Task brief
Retype each line of the listing below, from the first through the one holding "Texelzentren liegen bei", with no other lines.

Data records
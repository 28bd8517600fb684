//! Textur-Utilities: Bilinear-Sampling für den Rasterizer und egui-Upload.

use crate::core::SourceImage;
use glam::Vec2;
use image::{imageops, RgbaImage};

/// Bilineares Sampling mit Clamp-to-Edge an einer UV-Koordinate.
///
/// UV (0, 0) ist die linke obere Bildecke, Texelzentren liegen bei
/// `(i + 0.5) / Breite`. UV außerhalb von [0, 1] wird auf den Rand geklemmt.
pub fn sample_bilinear(image: &RgbaImage, uv: Vec2) -> [f32; 4] {
    let uv = uv.clamp(Vec2::ZERO, Vec2::ONE);
    imageops::sample_bilinear(image, uv.x, uv.y)
        .map(|pixel| pixel.0.map(f32::from))
        .unwrap_or([0.0; 4])
}

/// Konvertiert ein Quellbild in ein egui-`ColorImage` für den Textur-Upload.
pub fn color_image(image: &SourceImage) -> egui::ColorImage {
    let (width, height) = image.dimensions();
    log::debug!(
        "Erstelle Vorschau-Textur '{}': {}x{} Pixel",
        image.label(),
        width,
        height
    );
    egui::ColorImage::from_rgba_unmultiplied(
        [width as usize, height as usize],
        image.pixels().as_raw(),
    )
}

#[cfg(test)]
mod tests {
    use super::*;
    use approx::assert_relative_eq;
    use image::Rgba;

    fn two_by_one() -> RgbaImage {
        let mut image = RgbaImage::new(2, 1);
        image.put_pixel(0, 0, Rgba([0, 0, 0, 255]));
        image.put_pixel(1, 0, Rgba([200, 100, 50, 255]));
        image
    }

    #[test]
    fn test_texel_centers_return_exact_colors() {
        let image = two_by_one();
        let left = sample_bilinear(&image, Vec2::new(0.25, 0.5));
        let right = sample_bilinear(&image, Vec2::new(0.75, 0.5));
        assert_relative_eq!(left[0], 0.0);
        assert_relative_eq!(right[0], 200.0);
        assert_relative_eq!(right[3], 255.0);
    }

    #[test]
    fn test_midpoint_is_interpolated() {
        let image = two_by_one();
        let mid = sample_bilinear(&image, Vec2::new(0.5, 0.5));
        assert_relative_eq!(mid[0], 100.0, epsilon = 1e-3);
        assert_relative_eq!(mid[1], 50.0, epsilon = 1e-3);
    }

    #[test]
    fn test_outside_uv_is_clamped_to_edge() {
        let image = two_by_one();
        let outside = sample_bilinear(&image, Vec2::new(3.0, -2.0));
        assert_relative_eq!(outside[0], 200.0);
    }

    #[test]
    fn test_empty_image_samples_transparent() {
        let image = RgbaImage::new(0, 0);
        assert_eq!(sample_bilinear(&image, Vec2::new(0.5, 0.5)), [0.0; 4]);
    }

    #[test]
    fn test_edge_uv_matches_edge_texel() {
        let image = two_by_one();
        let edge = sample_bilinear(&image, Vec2::new(1.0, 1.0));
        assert_relative_eq!(edge[0], 200.0);
        assert_relative_eq!(edge[2], 50.0);
    }
}
#[cfg(test)]
mod tests {
    use super::*;
    use approx::assert_relative_eq;

    fn down_ray(x: f32, y: f32) -> Ray {
        Ray::new(Vec3::new(x, y, 5.0), Vec3::NEG_Z)
    }

    fn straight_setup() -> (ParameterState, PathCurve) {
        let mut params = ParameterState::default();
        while params.remove_last_control_point().is_some() {}
        params.push_control_point(Vec3::new(-2.0, 0.0, 0.0));
        params.push_control_point(Vec3::new(2.0, 0.0, 0.0));
        let curve = PathCurve::build(params.control_points()).expect("Kurve erwartet");
        (params, curve)
    }

    #[test]
    fn test_surface_drag_moves_offset_along_tangent() {
        let (mut params, curve) = straight_setup();
        params.set_image_length_ratio(0.5);
        params.set_path_offset(0.1);
        let mut interaction = InteractionState::new();

        begin_surface_drag(
            &mut interaction,
            &params,
            Some(&curve),
            1,
            &down_ray(0.0, 0.0),
            Vec2::new(0.5, 0.5),
        )
        .expect("Start erwartet");
        assert!(interaction.surface.is_active());

        // 0.4 Einheiten entlang x bei Länge 4 → +0.1
        let moved = update_surface_drag(&interaction, &mut params, 1, &down_ray(0.4, 0.7))
            .expect("Update erwartet");
        assert!(moved);
        assert_relative_eq!(params.path_offset(), 0.2, epsilon = 1e-3);
    }

    #[test]
    fn test_surface_drag_result_is_clamped() {
        let (mut params, curve) = straight_setup();
        let mut interaction = InteractionState::new();
        begin_surface_drag(
            &mut interaction,
            &params,
            Some(&curve),
            1,
            &down_ray(0.0, 0.0),
            Vec2::new(0.0, 0.5),
        )
        .expect("Start erwartet");

        update_surface_drag(&interaction, &mut params, 1, &down_ray(100.0, 0.0))
            .expect("Update erwartet");
        assert_relative_eq!(params.path_offset(), params.max_path_offset());

        update_surface_drag(&interaction, &mut params, 1, &down_ray(-100.0, 0.0))
            .expect("Update erwartet");
        assert_relative_eq!(params.path_offset(), 0.0);
    }

    #[test]
    fn test_parallel_ray_keeps_surface_idle() {
        let (params, curve) = straight_setup();
        let mut interaction = InteractionState::new();
        let parallel = Ray::new(Vec3::new(0.0, 0.0, 5.0), Vec3::X);
        let result = begin_surface_drag(
            &mut interaction,
            &params,
            Some(&curve),
            1,
            &parallel,
            Vec2::ZERO,
        );
        assert!(matches!(result, Err(WarpError::NoIntersection)));
        assert!(!interaction.surface.is_active());
    }

    #[test]
    fn test_parallel_move_is_ignored_for_one_frame() {
        let (mut params, curve) = straight_setup();
        let mut interaction = InteractionState::new();
        begin_surface_drag(
            &mut interaction,
            &params,
            Some(&curve),
            1,
            &down_ray(0.0, 0.0),
            Vec2::ZERO,
        )
        .expect("Start erwartet");
        update_surface_drag(&interaction, &mut params, 1, &down_ray(0.4, 0.0))
            .expect("Update erwartet");
        let offset = params.path_offset();

        let parallel = Ray::new(Vec3::new(0.0, 0.0, 5.0), Vec3::Y);
        let result = update_surface_drag(&interaction, &mut params, 1, &parallel);
        assert!(matches!(result, Err(WarpError::NoIntersection)));
        assert_relative_eq!(params.path_offset(), offset);
        assert!(interaction.surface.is_active());
    }

    #[test]
    fn test_surface_drag_without_curve_stays_idle() {
        let (params, _) = straight_setup();
        let mut interaction = InteractionState::new();
        let result = begin_surface_drag(
            &mut interaction,
            &params,
            None,
            1,
            &down_ray(0.0, 0.0),
            Vec2::ZERO,
        );
        assert!(matches!(result, Err(WarpError::GeometryUnavailable)));
        assert!(!interaction.surface.is_active());
    }

    #[test]
    fn test_foreign_pointer_does_not_move_surface() {
        let (mut params, curve) = straight_setup();
        let mut interaction = InteractionState::new();
        begin_surface_drag(
            &mut interaction,
            &params,
            Some(&curve),
            1,
            &down_ray(0.0, 0.0),
            Vec2::ZERO,
        )
        .expect("Start erwartet");

        let moved = update_surface_drag(&interaction, &mut params, 2, &down_ray(1.0, 0.0))
            .expect("kein Fehler");
        assert!(!moved);
        assert_relative_eq!(params.path_offset(), 0.0);
        assert!(!end_surface_drag(&mut interaction, 2));
        assert!(end_surface_drag(&mut interaction, 1));
        assert!(!interaction.surface.is_active());
    }

    #[test]
    fn test_handle_drag_sets_absolute_position() {
        let mut params = ParameterState::default();
        let mut interaction = InteractionState::new();
        begin_handle_drag(&mut interaction, &params, 2, 7, &down_ray(0.75, 0.5))
            .expect("Start erwartet");
        assert_eq!(interaction.active_handles().collect::<Vec<_>>(), vec![2]);

        update_handle_drag(&interaction, &mut params, 2, 7, &down_ray(1.0, -1.0))
            .expect("Update erwartet");
        assert_eq!(params.control_points()[2], Vec3::new(1.0, -1.0, 0.0));

        assert!(end_handle_drag(&mut interaction, 2, 7));
        assert!(!interaction.handle(2).is_active());
    }

    #[test]
    fn test_handle_drag_rejects_unknown_index() {
        let params = ParameterState::default();
        let mut interaction = InteractionState::new();
        let result = begin_handle_drag(&mut interaction, &params, 9, 1, &down_ray(0.0, 0.0));
        assert!(matches!(
            result,
            Err(WarpError::ControlPointOutOfRange { index: 9, len: 4 })
        ));
        assert!(!interaction.handle(9).is_active());
        assert_eq!(
            interaction.handle(2),
            &GestureState::<HandleDragSnapshot>::Idle
        );
    }

    #[test]
    fn test_handle_and_surface_are_independent() {
        let mut params = ParameterState::default();
        let curve = PathCurve::build(params.control_points()).expect("Kurve erwartet");
        let mut interaction = InteractionState::new();

        begin_surface_drag(
            &mut interaction,
            &params,
            Some(&curve),
            1,
            &down_ray(0.0, 0.0),
            Vec2::new(0.2, 0.5),
        )
        .expect("Start erwartet");
        begin_handle_drag(&mut interaction, &params, 0, 2, &down_ray(-1.5, 0.5))
            .expect("Start erwartet");

        update_handle_drag(&interaction, &mut params, 0, 2, &down_ray(-1.6, 0.4))
            .expect("Update erwartet");
        assert!(interaction.surface.is_active());
        assert!(interaction.handle(0).is_active());
        assert_eq!(interaction.handles_captured_by(2), vec![0]);
        assert!(interaction.surface_captured_by(1));
    }

    #[test]
    fn test_drop_handles_from_removed_index() {
        let params = ParameterState::default();
        let mut interaction = InteractionState::new();
        begin_handle_drag(&mut interaction, &params, 3, 1, &down_ray(1.5, -0.5))
            .expect("Start erwartet");
        begin_handle_drag(&mut interaction, &params, 1, 2, &down_ray(-0.75, -0.5))
            .expect("Start erwartet");
        interaction.drop_handles_from(3);
        assert!(!interaction.handle(3).is_active());
        assert!(interaction.handle(1).is_active());
    }

    #[test]
    fn test_offset_projection_ignores_perpendicular_motion() {
        let snapshot = SurfaceDragSnapshot {
            start_hit: Vec3::ZERO,
            start_offset: 0.25,
            start_t: 0.5,
            tangent: Vec3::X,
            curve_length: 2.0,
        };
        assert_relative_eq!(surface_drag_offset(&snapshot, Vec3::new(0.0, 3.0, 0.0)), 0.25);
        assert_relative_eq!(surface_drag_offset(&snapshot, Vec3::new(0.5, 3.0, 0.0)), 0.5);
    }
}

Solution
repository 28bd8517600fb684
//! Textur-Utilities: Bilinear-Sampling für den Rasterizer und egui-Upload.

use crate::core::SourceImage;
use glam::Vec2;
use image::{imageops, RgbaImage};

/// Bilineares Sampling mit Clamp-to-Edge an einer UV-Koordinate.
///
/// UV (0, 0) ist die linke obere Bildecke, Texelzentren liegen bei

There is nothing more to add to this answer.